(DATA SHOWN)

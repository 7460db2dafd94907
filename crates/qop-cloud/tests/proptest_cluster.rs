//! Property-based tests for cluster topology validation.

use proptest::prelude::*;

use qop_cloud::{ClusterConfig, FemType, QopError};

fn fem(lf: bool) -> FemType {
    if lf { FemType::LfFem } else { FemType::MwFem }
}

fn assign(config: &mut ClusterConfig, slot: u8, fem_type: FemType) -> Result<(), QopError> {
    let con = config.controller()?;
    match fem_type {
        FemType::LfFem => con.lf_fems([slot]).map(|_| ()),
        FemType::MwFem => con.mw_fems([slot]).map(|_| ()),
    }
}

proptest! {
    /// Every slot number outside [1, 8] is rejected, for either module type.
    #[test]
    fn out_of_range_slots_rejected(
        slot in proptest::num::u8::ANY.prop_filter("outside [1,8]", |s| !(1..=8).contains(s)),
        lf in proptest::bool::ANY,
    ) {
        let mut config = ClusterConfig::new();
        let err = assign(&mut config, slot, fem(lf)).unwrap_err();
        prop_assert!(matches!(err, QopError::Configuration(_)));
    }

    /// Every slot in [1, 8] is accepted and shows up in the wire form.
    #[test]
    fn valid_slots_accepted(slot in 1u8..=8, lf in proptest::bool::ANY) {
        let mut config = ClusterConfig::new();
        assign(&mut config, slot, fem(lf)).unwrap();

        let wire = config.to_wire();
        prop_assert_eq!(
            &wire["controllers"]["con1"]["slots"][slot.to_string()],
            fem(lf).as_str()
        );
    }

    /// Assigning an already-assigned slot fails and names the original type.
    #[test]
    fn duplicate_slots_name_original_type(
        slot in 1u8..=8,
        first_lf in proptest::bool::ANY,
        second_lf in proptest::bool::ANY,
    ) {
        let mut config = ClusterConfig::new();
        let con = config.controller().unwrap();
        match fem(first_lf) {
            FemType::LfFem => con.lf_fems([slot]).map(|_| ()).unwrap(),
            FemType::MwFem => con.mw_fems([slot]).map(|_| ()).unwrap(),
        }

        let err = match fem(second_lf) {
            FemType::LfFem => con.lf_fems([slot]).map(|_| ()).unwrap_err(),
            FemType::MwFem => con.mw_fems([slot]).map(|_| ()).unwrap_err(),
        };
        prop_assert!(matches!(err, QopError::Configuration(_)));
        prop_assert!(err.to_string().contains(fem(first_lf).as_str()));
    }
}
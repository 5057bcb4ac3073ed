//! Session supervisor
//!
//! Drives one accepted client connection through
//! `ACCEPTED -> HANDSHAKING -> RELAYING -> CLOSED`, or into `FAILED` when the
//! upstream cannot be opened or the client leaves first. Both transports are
//! shut down on every exit path, and the outcome is logged.

use crate::error::RelayError;
use crate::helper::DEFAULT_TRANSFER_BUFFER_SIZE;
use crate::relay::splice::{splice, CloseReason, Side, SpliceReport};
use crate::transport::Connector;
use std::fmt;
use std::io;
use std::net::SocketAddr;
use std::time::Duration;
use tokio::io::{AsyncRead, AsyncReadExt, AsyncWrite, AsyncWriteExt};
use tracing::{debug, error, info, warn};

/// Lifecycle state of a session
#[derive(Debug, Clone, Copy, PartialEq, Eq)]
pub enum SessionState {
    /// Client transport obtained from the acceptor
    Accepted,
    /// Opening the upstream through the proxy
    Handshaking,
    /// Splicing client and upstream
    Relaying,
    /// Finished after relaying
    Closed,
    /// Upstream could not be opened
    Failed,
}

impl fmt::Display for SessionState {
    fn fmt(&self, f: &mut fmt::Formatter<'_>) -> fmt::Result {
        let name = match self {
            SessionState::Accepted => "ACCEPTED",
            SessionState::Handshaking => "HANDSHAKING",
            SessionState::Relaying => "RELAYING",
            SessionState::Closed => "CLOSED",
            SessionState::Failed => "FAILED",
        };
        f.write_str(name)
    }
}

/// How a session ended
#[derive(Debug)]
pub enum SessionOutcome {
    /// Relay ended by EOF or idle timeout
    Completed(SpliceReport),
    /// Relay ended by an I/O error on either transport
    RelayFailed(RelayError),
    /// Upstream could not be opened; nothing was relayed
    Failed(RelayError),
}

impl SessionOutcome {
    /// Terminal state matching this outcome
    pub fn state(&self) -> SessionState {
        match self {
            SessionOutcome::Completed(_) | SessionOutcome::RelayFailed(_) => SessionState::Closed,
            SessionOutcome::Failed(_) => SessionState::Failed,
        }
    }

    /// Error carried by the outcome, if any
    pub fn error(&self) -> Option<&RelayError> {
        match self {
            SessionOutcome::Completed(_) => None,
            SessionOutcome::RelayFailed(e) | SessionOutcome::Failed(e) => Some(e),
        }
    }
}

/// One accepted client connection
///
/// The session exclusively owns its client stream and, once the handshake
/// succeeds, its upstream stream.
pub struct Session<S, U> {
    peer: SocketAddr,
    state: SessionState,
    client: S,
    upstream: Option<U>,
}

impl<S, U> Session<S, U>
where
    S: AsyncRead + AsyncWrite + Unpin + Send,
    U: AsyncRead + AsyncWrite + Unpin + Send,
{
    /// Create a session for a freshly accepted client
    pub fn new(client: S, peer: SocketAddr) -> Self {
        Session {
            peer,
            state: SessionState::Accepted,
            client,
            upstream: None,
        }
    }

    fn transition(&mut self, next: SessionState) {
        debug!("Session {}: {} -> {}", self.peer, self.state, next);
        self.state = next;
    }

    /// Run the session to completion and report its outcome
    ///
    /// Consumes the session: when this returns, both transports are closed.
    pub async fn run<C>(mut self, connector: &C, idle_timeout: Duration) -> SessionOutcome
    where
        C: Connector<Stream = U>,
    {
        self.transition(SessionState::Handshaking);

        let outcome = match self.open_upstream(connector).await {
            Ok((upstream, early)) => {
                self.transition(SessionState::Relaying);
                let upstream = self.upstream.insert(upstream);
                match forward(&mut self.client, upstream, &early, idle_timeout).await {
                    Ok(report) => SessionOutcome::Completed(report),
                    Err(e) => SessionOutcome::RelayFailed(e),
                }
            }
            Err(e) => SessionOutcome::Failed(e),
        };

        self.close().await;
        self.transition(outcome.state());
        log_outcome(self.peer, &outcome);

        outcome
    }

    /// Open the upstream while watching the client
    ///
    /// A client that hangs up during the handshake aborts it. Bytes the
    /// client sends early are kept, up to one transfer buffer, and returned
    /// so they reach the upstream ahead of the relayed stream.
    async fn open_upstream<C>(&mut self, connector: &C) -> Result<(U, Vec<u8>), RelayError>
    where
        C: Connector<Stream = U>,
    {
        let mut connect = connector.connect();
        let mut early = Vec::new();
        let mut buf = [0u8; 4096];

        loop {
            if early.len() >= DEFAULT_TRANSFER_BUFFER_SIZE {
                let upstream = connect.await?;
                return Ok((upstream, early));
            }

            tokio::select! {
                result = &mut connect => {
                    let upstream = result?;
                    return Ok((upstream, early));
                }
                read = self.client.read(&mut buf) => match read {
                    Ok(0) => {
                        return Err(RelayError::RelayIo(io::Error::new(
                            io::ErrorKind::ConnectionAborted,
                            "client closed during handshake",
                        )))
                    }
                    Ok(n) => early.extend_from_slice(&buf[..n]),
                    Err(e) => return Err(RelayError::RelayIo(e)),
                },
            }
        }
    }

    /// Shut down both transports
    ///
    /// Shutdown errors are ignored: the peer may already be gone. The
    /// descriptors themselves are released when the session is dropped.
    async fn close(&mut self) {
        if let Err(e) = self.client.shutdown().await {
            debug!("Client shutdown for {}: {}", self.peer, e);
        }
        if let Some(upstream) = self.upstream.as_mut() {
            if let Err(e) = upstream.shutdown().await {
                debug!("Upstream shutdown for {}: {}", self.peer, e);
            }
        }
    }
}

/// Deliver early client bytes, then splice
async fn forward<S, U>(
    client: &mut S,
    upstream: &mut U,
    early: &[u8],
    idle_timeout: Duration,
) -> Result<SpliceReport, RelayError>
where
    S: AsyncRead + AsyncWrite + Unpin,
    U: AsyncRead + AsyncWrite + Unpin,
{
    if !early.is_empty() {
        upstream.write_all(early).await.map_err(RelayError::RelayIo)?;
        upstream.flush().await.map_err(RelayError::RelayIo)?;
    }

    let mut report = splice(client, upstream, idle_timeout).await?;
    report.a_to_b += early.len() as u64;
    Ok(report)
}

fn side_name(side: Side) -> &'static str {
    match side {
        Side::A => "client",
        Side::B => "upstream",
    }
}

fn log_outcome(peer: SocketAddr, outcome: &SessionOutcome) {
    if let SessionOutcome::Completed(report) = outcome {
        match report.reason {
            CloseReason::Eof(side) => info!(
                "Connection from {} closed by {} ({} bytes sent, {} bytes received)",
                peer,
                side_name(side),
                report.a_to_b,
                report.b_to_a
            ),
            CloseReason::IdleTimeout => info!(
                "Connection from {} idle timeout ({} bytes sent, {} bytes received)",
                peer, report.a_to_b, report.b_to_a
            ),
        }
    }

    if let Some(e) = outcome.error() {
        if e.is_session_scoped() {
            warn!("Connection from {} error [{}]: {}", peer, e.kind(), e);
        } else {
            error!("Connection from {} error [{}]: {}", peer, e.kind(), e);
        }
    }
}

(End DATA SHOWN)

§ **GOAL OF THE EXERCISE**
Pull every line with the string "Completed" from the data above.

§ **REPLY**
    Completed(SpliceReport),
            SessionOutcome::Completed(_) | SessionOutcome::RelayFailed(_) => SessionState::Closed,
            SessionOutcome::Completed(_) => None,
                    Ok(report) => SessionOutcome::Completed(report),
    if let SessionOutcome::Completed(report) = outcome {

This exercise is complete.